Wetlands
- The cover of the first edition, February 2008
- Author: Charlotte Roche
- Original title: Feuchtgebiete
- Language: German
- Genre: Autobiographical novel, erotic novel
- Publisher: M. DuMont Schauberg (German) Grove Press (English)
- Publication date: 2008 (German) 2009 (English)
- Publication place: Germany
- Media type: Print (hardback) & audiobook
- Pages: 220
- ISBN: 978-3-8321-8057-7
- OCLC: 213398233

= Wetlands (novel) =

2008 novel by Charlotte Roche

Wetlands (Feuchtgebiete) is Charlotte Roche's debut novel. Partly autobiographical, it was first published in German in 2008 by M. DuMont Schauberg and was the world's best-selling novel in March 2008. It has received a polarised reception due to its extremely graphic imagery. It was published in English as Wetlands by Grove Press in April 2009.

The title, which might be translated as "wetlands" or "damp areas", here refers to a woman's genitals.

==Plot==
Set in an anonymous German city, Wetlands is told by 18-year-old Helen Memel, a schoolgirl who spends some days in the proctological ward of a hospital to be treated for an anal fissure caused by the careless shaving of her anal hair. Deep at heart Helen is lonely and bored, and has been so since the breakup of her parents' marriage. Her secret plan is to reunite her father and mother by having them visit her at the same time. However, her parents seem to have little interest in their daughter's well-being and show up only occasionally, only for short periods of time, and at different hours. When she learns that her surgery, which included the removal of haemorrhoids, has been successful and she is going to be released soon, she desperately looks for means to prolong her hospital stay.

She secretly rams the pedal of her hospital bed into her anus and immediate emergency surgery has to be carried out to prevent extreme blood loss. Thus having successfully extended her stay, she waits in vain for her miracle to happen: her parents have stopped visiting altogether, and when she tries to contact them by phone all she gets is their respective answering machines. During this time she falls in love with her favourite male nurse called Robin and tries to draw the young man into her world. At the end of the novel the doctor tells Helen she can go home and she asks Robin if she can go live with him. It becomes apparent that Helen is traumatized, following a childhood experience when her mother tried to commit suicide, although her narration may be unreliable. As the novel ends, Robin is escorting her through a door in the hospital.

==Major themes==
The major part of Wetlands is made up of Helen's thoughts, reminiscences and sexual fantasies while confined to her hospital bed. A sexually active woman since she was fifteen, she has had sex with many men and boys and describes herself as continuously randy. Shortly after her 18th birthday she had herself sterilised without telling her parents about it.
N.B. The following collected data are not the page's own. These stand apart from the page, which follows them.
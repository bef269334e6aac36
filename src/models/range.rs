//! Inclusive range of IP addresses of one family.

use num_bigint::BigUint;
use serde::de;
use serde::{Deserialize, Deserializer, Serialize};
use std::fmt;
use std::iter::FusedIterator;
use std::net::IpAddr;
use std::str::FromStr;

use super::addr::{addr_to_u128, next_addr, same_family};
use crate::error::SyntaxError;
use crate::processing::parse_range;

/// Address family of a [`Range`].
#[derive(Debug, Copy, Clone, PartialEq, Eq, Hash)]
pub enum Family {
    V4,
    V6,
}

impl fmt::Display for Family {
    fn fmt(&self, f: &mut fmt::Formatter) -> fmt::Result {
        match self {
            Family::V4 => write!(f, "IPv4"),
            Family::V6 => write!(f, "IPv6"),
        }
    }
}

/// Inclusive `[start, end]` range of addresses.
///
/// Both ends share a family and `start <= end`; [`Range::new`] refuses
/// anything else, so every `Range` value is well formed.
#[derive(Debug, Copy, Clone, PartialEq, Eq, Hash)]
pub struct Range {
    start: IpAddr,
    end: IpAddr,
}

impl Range {
    /// Create a new [`Range`].
    ///
    /// Returns `None` when the addresses have different families or `start > end`.
    ///
    /// ```
    /// use iprange::Range;
    /// let start = "192.0.2.1".parse().unwrap();
    /// let end = "192.0.2.10".parse().unwrap();
    /// assert!(Range::new(start, end).is_some());
    /// assert!(Range::new(end, start).is_none());
    /// ```
    pub fn new(start: IpAddr, end: IpAddr) -> Option<Range> {
        if !same_family(start, end) || start > end {
            return None;
        }
        Some(Range { start, end })
    }

    pub fn start(&self) -> IpAddr {
        self.start
    }

    pub fn end(&self) -> IpAddr {
        self.end
    }

    pub fn family(&self) -> Family {
        if self.start.is_ipv6() {
            Family::V6
        } else {
            Family::V4
        }
    }

    /// True if `ip` lies within the range. Addresses of the other family never do.
    pub fn contains(&self, ip: &IpAddr) -> bool {
        same_family(self.start, *ip) && self.start <= *ip && *ip <= self.end
    }

    /// Number of addresses in the range, `end - start + 1`.
    ///
    /// A full IPv6 range holds 2^128 addresses, one more than `u128` can count.
    pub fn size(&self) -> BigUint {
        BigUint::from(addr_to_u128(self.end) - addr_to_u128(self.start)) + 1u32
    }

    /// Lazily iterate over every address in the range, ascending.
    pub fn addrs(&self) -> Addrs {
        Addrs {
            next: Some(self.start),
            end: self.end,
        }
    }

    /// Lazily iterate over every address in the range as text, ascending.
    ///
    /// Nothing bounds the iteration: a `/8` yields about sixteen million
    /// strings and an IPv6 `/64` will never finish. Use [`Iterator::take`]
    /// or check [`Range::size`] first.
    pub fn ips(&self) -> Ips {
        Ips {
            inner: self.addrs(),
        }
    }
}

impl fmt::Display for Range {
    fn fmt(&self, f: &mut fmt::Formatter) -> fmt::Result {
        write!(f, "{}-{}", self.start, self.end)
    }
}

impl FromStr for Range {
    type Err = SyntaxError;

    /// Parse any form accepted by [`parse_range`]. Empty input is an error here.
    fn from_str(s: &str) -> Result<Self, Self::Err> {
        parse_range(s)?.ok_or_else(|| SyntaxError::new(s.trim().to_lowercase()))
    }
}

impl Serialize for Range {
    fn serialize<S>(&self, serializer: S) -> Result<S::Ok, S::Error>
    where
        S: serde::ser::Serializer,
    {
        serializer.serialize_str(&self.to_string())
    }
}

impl<'de> Deserialize<'de> for Range {
    fn deserialize<D>(deserializer: D) -> Result<Range, D::Error>
    where
        D: Deserializer<'de>,
    {
        let s = String::deserialize(deserializer)?;
        Range::from_str(&s).map_err(de::Error::custom)
    }
}

/// Iterator over the addresses of a [`Range`], returned by [`Range::addrs`].
#[derive(Debug, Clone)]
pub struct Addrs {
    next: Option<IpAddr>,
    end: IpAddr,
}

impl Iterator for Addrs {
    type Item = IpAddr;

    fn next(&mut self) -> Option<IpAddr> {
        let current = self.next?;
        self.next = if current == self.end {
            None
        } else {
            next_addr(current)
        };
        Some(current)
    }

    fn size_hint(&self) -> (usize, Option<usize>) {
        let remaining = self
            .next
            .map(|next| (addr_to_u128(self.end) - addr_to_u128(next)).checked_add(1))
            .unwrap_or(Some(0))
            .and_then(|n| usize::try_from(n).ok());
        match remaining {
            Some(n) => (n, Some(n)),
            None => (usize::MAX, None),
        }
    }
}

impl FusedIterator for Addrs {}

/// Iterator over the addresses of a [`Range`] as strings, returned by [`Range::ips`].
#[derive(Debug, Clone)]
pub struct Ips {
    inner: Addrs,
}

impl Iterator for Ips {
    type Item = String;

    fn next(&mut self) -> Option<String> {
        self.inner.next().map(|ip| ip.to_string())
    }

    fn size_hint(&self) -> (usize, Option<usize>) {
        self.inner.size_hint()
    }
}

impl FusedIterator for Ips {}
//! Token classification.
//!
//! The accepted forms share characters (an IPv4 address matches the range
//! shape as well as the front of a CIDR), so the checks run in a fixed order
//! and the first match wins.

use lazy_static::lazy_static;
use regex::Regex;

lazy_static! {
    // addr | addr-addr
    static ref RANGE_SHAPE: Regex = Regex::new(r"^[0-9a-f.:-]+$").expect("range shape regex");
    // addr/prefix_length
    static ref CIDR_SHAPE: Regex =
        Regex::new(r"^[0-9a-f.:]+/[0-9]{1,3}$").expect("cidr shape regex");
    // v4_addr/mask
    static ref SUBNET_MASK_SHAPE: Regex =
        Regex::new(r"^[0-9.]+/[0-9.]{7,}$").expect("subnet mask shape regex");
}

/// Textual form of a range token.
#[derive(Debug, Copy, Clone, PartialEq, Eq)]
pub enum Shape {
    /// A single address or `start-end`.
    Range,
    /// `addr/len`.
    Cidr,
    /// IPv4 only, `addr/255.255.255.0`.
    SubnetMask,
}

/// Classify a trimmed, lower-cased token. `None` means no form matches.
///
/// A token is only checked against its shape here; the address text
/// itself is validated by the parser.
///
/// ```
/// use iprange::processing::{classify, Shape};
/// assert_eq!(classify("192.0.2.0-192.0.2.10"), Some(Shape::Range));
/// assert_eq!(classify("2001:db8::/64"), Some(Shape::Cidr));
/// assert_eq!(classify("192.0.2.0/255.255.255.0"), Some(Shape::SubnetMask));
/// assert_eq!(classify("not an ip"), None);
/// ```
pub fn classify(token: &str) -> Option<Shape> {
    let shape = if RANGE_SHAPE.is_match(token) {
        Some(Shape::Range)
    } else if CIDR_SHAPE.is_match(token) {
        Some(Shape::Cidr)
    } else if SUBNET_MASK_SHAPE.is_match(token) {
        Some(Shape::SubnetMask)
    } else {
        None
    };
    log::trace!("token {} classified as {:?}", token, shape);
    shape
}
//! Error type returned by the range parser.

use thiserror::Error;

/// A token that does not describe a valid IP range.
///
/// Carries the token as the parser saw it (trimmed and lower-cased).
#[derive(Debug, Clone, PartialEq, Eq, Error)]
#[error("ip range ({token}) invalid syntax")]
pub struct SyntaxError {
    /// The offending token.
    pub token: String,
}

impl SyntaxError {
    pub fn new(token: impl Into<String>) -> Self {
        SyntaxError {
            token: token.into(),
        }
    }
}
Helen has an unusual relationship to her body. She abhors personal hygiene and enjoys many of the bodily fluids which are secreted or excreted from it, be it mucus, pus, earwax, smegma, blood (including menstrual blood), sweat, or tears, but also men's sperm, all of which she "recycles" by putting them into her mouth and swallowing them. She loves to attract potential sexual partners by parading, underneath her dress, her unwashed vulva and the smells emanating from it. In a series of interviews Roche explained that cleanliness and above all pedantic care for their own bodies, including the use of artificial scents such as perfume, have been inculcated upon women for ages; that this obstructs their—not just sexual—self-realisation; and that the fear of harmful "bacteria" has been vastly exaggerated.

Generally, Wetlands touches upon a number of taboo topics not only in the sexual arena but also those that can be found in the society at large, particularly in dysfunctional families. These include self-mutilation, amnesia triggered by recreational drug abuse, people's inability to deal with suicide attempts, and incest.

==Edition==
In German:
- Charlotte Roche: Feuchtgebiete (DuMont: Cologne, 2008) (ISBN 978-3832180577) (18th edition as of August 2008).
In English:
- Charlotte Roche (2009). Wetlands, Grove Press, ISBN 0-8021-1892-5, ISBN 978-0-8021-1892-9, 208 pages. (Translator: Tim Mohr).

==Film adaptation==
A film of the same name based on the novel, directed by David Wnendt and starring Carla Juri as Helen, premiered at the Locarno International Film Festival in August 2013.